_About this task_
Please transcribe the data that follows exactly, from its first line through the line that contains "let config = Config::from_env()?;".

Collected data

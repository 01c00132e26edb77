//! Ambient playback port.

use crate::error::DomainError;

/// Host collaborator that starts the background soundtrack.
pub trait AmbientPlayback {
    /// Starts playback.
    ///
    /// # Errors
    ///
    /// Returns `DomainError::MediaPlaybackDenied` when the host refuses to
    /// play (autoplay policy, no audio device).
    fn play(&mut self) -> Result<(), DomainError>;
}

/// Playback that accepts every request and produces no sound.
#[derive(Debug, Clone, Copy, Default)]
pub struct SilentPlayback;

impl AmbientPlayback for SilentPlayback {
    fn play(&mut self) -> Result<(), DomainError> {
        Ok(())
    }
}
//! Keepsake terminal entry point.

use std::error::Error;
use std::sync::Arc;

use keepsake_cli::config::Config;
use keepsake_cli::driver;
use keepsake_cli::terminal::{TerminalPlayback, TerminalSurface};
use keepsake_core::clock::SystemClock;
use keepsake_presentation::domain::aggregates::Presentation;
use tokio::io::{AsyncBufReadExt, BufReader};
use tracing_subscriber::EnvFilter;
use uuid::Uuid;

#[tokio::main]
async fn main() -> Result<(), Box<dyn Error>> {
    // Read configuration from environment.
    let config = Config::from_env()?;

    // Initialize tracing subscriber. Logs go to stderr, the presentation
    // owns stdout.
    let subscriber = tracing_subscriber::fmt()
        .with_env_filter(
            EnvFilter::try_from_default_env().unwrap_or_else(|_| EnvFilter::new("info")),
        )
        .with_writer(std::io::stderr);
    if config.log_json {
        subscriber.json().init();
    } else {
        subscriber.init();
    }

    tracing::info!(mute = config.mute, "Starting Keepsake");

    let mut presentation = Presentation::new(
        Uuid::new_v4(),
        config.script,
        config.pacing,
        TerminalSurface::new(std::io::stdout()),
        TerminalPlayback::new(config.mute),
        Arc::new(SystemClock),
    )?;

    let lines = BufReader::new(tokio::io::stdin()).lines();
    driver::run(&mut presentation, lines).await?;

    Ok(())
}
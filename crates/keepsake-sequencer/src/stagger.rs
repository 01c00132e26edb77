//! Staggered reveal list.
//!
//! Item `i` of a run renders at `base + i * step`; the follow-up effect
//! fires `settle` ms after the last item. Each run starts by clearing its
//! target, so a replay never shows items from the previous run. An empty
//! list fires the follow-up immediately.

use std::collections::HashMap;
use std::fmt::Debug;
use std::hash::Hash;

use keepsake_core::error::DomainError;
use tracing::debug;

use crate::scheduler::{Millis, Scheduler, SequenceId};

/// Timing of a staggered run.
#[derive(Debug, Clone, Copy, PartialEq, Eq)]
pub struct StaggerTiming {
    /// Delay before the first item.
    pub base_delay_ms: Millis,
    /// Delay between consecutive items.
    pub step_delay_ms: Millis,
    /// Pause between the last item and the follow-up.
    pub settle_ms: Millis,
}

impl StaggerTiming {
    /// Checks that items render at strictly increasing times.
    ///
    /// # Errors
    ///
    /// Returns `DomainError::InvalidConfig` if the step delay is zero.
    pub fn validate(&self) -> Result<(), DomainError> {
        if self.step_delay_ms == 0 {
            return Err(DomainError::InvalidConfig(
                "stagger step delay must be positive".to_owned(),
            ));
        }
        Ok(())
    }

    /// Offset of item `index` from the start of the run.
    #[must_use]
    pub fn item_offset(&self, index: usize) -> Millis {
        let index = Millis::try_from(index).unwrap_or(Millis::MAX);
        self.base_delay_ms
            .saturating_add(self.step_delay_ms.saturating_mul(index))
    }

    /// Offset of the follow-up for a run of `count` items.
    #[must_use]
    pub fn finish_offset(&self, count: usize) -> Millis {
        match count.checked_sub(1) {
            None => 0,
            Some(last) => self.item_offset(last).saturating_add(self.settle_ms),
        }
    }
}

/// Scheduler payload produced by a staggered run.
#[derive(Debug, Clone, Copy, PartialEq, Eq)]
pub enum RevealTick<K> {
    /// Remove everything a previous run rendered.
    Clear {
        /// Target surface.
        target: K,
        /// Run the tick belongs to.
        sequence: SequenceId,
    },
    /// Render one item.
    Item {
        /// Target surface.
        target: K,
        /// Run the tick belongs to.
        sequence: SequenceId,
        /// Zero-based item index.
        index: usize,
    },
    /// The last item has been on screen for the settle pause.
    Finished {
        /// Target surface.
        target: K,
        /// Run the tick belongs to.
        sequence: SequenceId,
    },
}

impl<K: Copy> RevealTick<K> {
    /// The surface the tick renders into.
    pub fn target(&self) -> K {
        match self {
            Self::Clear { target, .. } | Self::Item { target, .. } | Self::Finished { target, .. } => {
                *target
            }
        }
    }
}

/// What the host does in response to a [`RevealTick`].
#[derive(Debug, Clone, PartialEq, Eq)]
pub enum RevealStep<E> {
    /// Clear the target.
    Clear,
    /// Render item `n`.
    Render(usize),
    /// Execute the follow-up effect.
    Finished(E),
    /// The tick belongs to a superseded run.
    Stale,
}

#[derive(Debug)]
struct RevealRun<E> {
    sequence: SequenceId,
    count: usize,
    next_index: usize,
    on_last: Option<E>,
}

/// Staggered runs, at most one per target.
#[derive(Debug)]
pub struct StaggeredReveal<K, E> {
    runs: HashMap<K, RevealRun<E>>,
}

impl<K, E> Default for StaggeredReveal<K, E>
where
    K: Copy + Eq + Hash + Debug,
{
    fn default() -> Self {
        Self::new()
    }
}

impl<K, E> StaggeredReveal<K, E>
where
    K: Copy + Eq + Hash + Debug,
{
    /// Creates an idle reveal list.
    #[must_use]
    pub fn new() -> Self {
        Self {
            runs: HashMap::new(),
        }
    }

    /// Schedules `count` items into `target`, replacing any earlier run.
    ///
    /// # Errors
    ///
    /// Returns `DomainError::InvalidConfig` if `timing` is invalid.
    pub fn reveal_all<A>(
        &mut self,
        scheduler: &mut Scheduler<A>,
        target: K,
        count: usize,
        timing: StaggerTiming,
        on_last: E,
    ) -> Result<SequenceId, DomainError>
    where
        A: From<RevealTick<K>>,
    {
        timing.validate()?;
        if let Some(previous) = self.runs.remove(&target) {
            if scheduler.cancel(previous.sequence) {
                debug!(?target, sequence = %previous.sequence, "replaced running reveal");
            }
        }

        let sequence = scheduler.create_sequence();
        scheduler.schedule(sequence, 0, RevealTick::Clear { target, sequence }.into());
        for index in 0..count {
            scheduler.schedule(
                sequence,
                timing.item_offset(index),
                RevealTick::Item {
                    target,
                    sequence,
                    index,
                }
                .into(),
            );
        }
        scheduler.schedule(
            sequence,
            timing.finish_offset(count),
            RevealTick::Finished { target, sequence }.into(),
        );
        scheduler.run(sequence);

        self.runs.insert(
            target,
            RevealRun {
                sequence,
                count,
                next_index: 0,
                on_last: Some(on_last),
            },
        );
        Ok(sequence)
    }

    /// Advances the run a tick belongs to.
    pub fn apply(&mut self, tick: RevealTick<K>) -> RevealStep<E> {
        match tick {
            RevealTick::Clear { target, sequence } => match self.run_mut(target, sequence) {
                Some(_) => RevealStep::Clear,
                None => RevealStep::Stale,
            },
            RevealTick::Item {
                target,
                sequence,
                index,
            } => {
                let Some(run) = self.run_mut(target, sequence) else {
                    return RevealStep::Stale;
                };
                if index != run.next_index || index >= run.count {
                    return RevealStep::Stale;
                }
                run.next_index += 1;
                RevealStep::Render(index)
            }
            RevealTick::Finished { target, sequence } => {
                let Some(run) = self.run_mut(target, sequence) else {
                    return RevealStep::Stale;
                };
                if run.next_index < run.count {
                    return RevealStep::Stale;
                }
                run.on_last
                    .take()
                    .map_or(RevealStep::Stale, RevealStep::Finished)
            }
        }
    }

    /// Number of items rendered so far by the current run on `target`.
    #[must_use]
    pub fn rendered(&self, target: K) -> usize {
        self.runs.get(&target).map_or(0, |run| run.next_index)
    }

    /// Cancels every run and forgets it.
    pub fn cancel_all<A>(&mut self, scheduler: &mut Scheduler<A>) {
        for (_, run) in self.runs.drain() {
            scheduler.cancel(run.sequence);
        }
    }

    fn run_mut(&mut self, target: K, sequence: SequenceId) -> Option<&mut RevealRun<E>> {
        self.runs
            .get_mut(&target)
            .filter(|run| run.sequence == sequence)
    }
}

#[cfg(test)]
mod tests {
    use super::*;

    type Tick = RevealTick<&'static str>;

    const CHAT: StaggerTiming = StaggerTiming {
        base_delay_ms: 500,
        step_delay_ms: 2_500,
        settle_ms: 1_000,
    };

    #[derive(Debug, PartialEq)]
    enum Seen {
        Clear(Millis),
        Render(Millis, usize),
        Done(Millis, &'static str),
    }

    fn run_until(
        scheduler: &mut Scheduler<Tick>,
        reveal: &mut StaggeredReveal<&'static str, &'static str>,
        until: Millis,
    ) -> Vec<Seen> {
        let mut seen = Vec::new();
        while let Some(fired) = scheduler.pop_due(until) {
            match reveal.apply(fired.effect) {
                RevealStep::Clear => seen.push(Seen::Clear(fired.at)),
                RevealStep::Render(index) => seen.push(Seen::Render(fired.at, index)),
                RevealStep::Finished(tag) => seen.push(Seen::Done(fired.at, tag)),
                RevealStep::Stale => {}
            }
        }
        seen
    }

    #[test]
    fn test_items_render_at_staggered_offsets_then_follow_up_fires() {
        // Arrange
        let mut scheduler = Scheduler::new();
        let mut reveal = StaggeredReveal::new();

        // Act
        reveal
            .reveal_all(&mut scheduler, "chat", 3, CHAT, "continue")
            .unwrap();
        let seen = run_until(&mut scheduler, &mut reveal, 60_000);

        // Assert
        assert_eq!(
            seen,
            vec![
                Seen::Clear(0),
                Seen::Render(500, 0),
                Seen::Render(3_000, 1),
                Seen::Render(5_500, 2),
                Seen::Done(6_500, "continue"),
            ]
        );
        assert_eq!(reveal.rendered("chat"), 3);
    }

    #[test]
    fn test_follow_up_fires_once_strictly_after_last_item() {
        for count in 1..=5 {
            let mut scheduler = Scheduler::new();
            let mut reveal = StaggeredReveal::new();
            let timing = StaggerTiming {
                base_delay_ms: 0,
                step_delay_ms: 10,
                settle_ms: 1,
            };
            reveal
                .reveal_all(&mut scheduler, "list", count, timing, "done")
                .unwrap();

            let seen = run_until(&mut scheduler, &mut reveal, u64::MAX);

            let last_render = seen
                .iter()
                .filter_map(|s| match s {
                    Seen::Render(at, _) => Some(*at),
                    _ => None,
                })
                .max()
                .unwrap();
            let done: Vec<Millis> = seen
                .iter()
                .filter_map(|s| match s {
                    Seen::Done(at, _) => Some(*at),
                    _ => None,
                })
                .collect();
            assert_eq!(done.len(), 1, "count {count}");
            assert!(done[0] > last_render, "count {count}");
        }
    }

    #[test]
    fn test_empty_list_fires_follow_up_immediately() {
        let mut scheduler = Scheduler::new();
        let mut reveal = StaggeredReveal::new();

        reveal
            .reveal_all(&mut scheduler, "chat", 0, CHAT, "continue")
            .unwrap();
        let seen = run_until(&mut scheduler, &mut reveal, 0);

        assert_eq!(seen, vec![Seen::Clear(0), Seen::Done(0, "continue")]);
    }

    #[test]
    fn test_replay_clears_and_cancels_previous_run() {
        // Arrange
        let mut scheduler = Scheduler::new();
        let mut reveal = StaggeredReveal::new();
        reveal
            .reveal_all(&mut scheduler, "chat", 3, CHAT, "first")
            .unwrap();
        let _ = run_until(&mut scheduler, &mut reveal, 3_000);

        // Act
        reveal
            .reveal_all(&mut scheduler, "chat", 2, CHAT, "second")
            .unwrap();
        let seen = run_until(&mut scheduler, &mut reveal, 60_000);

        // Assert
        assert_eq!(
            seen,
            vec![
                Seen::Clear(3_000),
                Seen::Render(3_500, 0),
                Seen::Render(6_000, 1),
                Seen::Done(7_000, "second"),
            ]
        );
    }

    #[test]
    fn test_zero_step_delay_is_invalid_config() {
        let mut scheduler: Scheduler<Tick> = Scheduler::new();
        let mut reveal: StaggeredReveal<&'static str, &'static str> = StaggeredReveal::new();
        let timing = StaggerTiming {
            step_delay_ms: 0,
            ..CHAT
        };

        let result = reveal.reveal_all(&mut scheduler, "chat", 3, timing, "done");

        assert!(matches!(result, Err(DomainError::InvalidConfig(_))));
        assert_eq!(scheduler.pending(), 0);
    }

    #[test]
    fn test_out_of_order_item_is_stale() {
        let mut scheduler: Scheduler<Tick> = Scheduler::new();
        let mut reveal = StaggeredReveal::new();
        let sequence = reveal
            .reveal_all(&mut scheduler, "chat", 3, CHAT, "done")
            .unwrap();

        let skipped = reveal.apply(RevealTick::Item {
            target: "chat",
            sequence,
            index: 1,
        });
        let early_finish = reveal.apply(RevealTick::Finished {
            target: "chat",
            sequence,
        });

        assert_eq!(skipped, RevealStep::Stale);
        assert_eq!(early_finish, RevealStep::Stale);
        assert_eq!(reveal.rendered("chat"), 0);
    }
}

_Written answer_
repository 01c00132e26edb77
//! Ambient playback port.

use crate::error::DomainError;

/// Host collaborator that starts the background soundtrack.
pub trait AmbientPlayback {
    /// Starts playback.
    ///
    /// # Errors
    ///
    /// Returns `DomainError::MediaPlaybackDenied` when the host refuses to
    /// play (autoplay policy, no audio device).
    fn play(&mut self) -> Result<(), DomainError>;
}

/// Playback that accepts every request and produces no sound.
#[derive(Debug, Clone, Copy, Default)]
pub struct SilentPlayback;

impl AmbientPlayback for SilentPlayback {
    fn play(&mut self) -> Result<(), DomainError> {
        Ok(())
    }
}
//! Keepsake terminal entry point.

use std::error::Error;
use std::sync::Arc;

use keepsake_cli::config::Config;
use keepsake_cli::driver;
use keepsake_cli::terminal::{TerminalPlayback, TerminalSurface};
use keepsake_core::clock::SystemClock;
use keepsake_presentation::domain::aggregates::Presentation;
use tokio::io::{AsyncBufReadExt, BufReader};
use tracing_subscriber::EnvFilter;
use uuid::Uuid;

#[tokio::main]
async fn main() -> Result<(), Box<dyn Error>> {
    // Read configuration from environment.
    let config = Config::from_env()?;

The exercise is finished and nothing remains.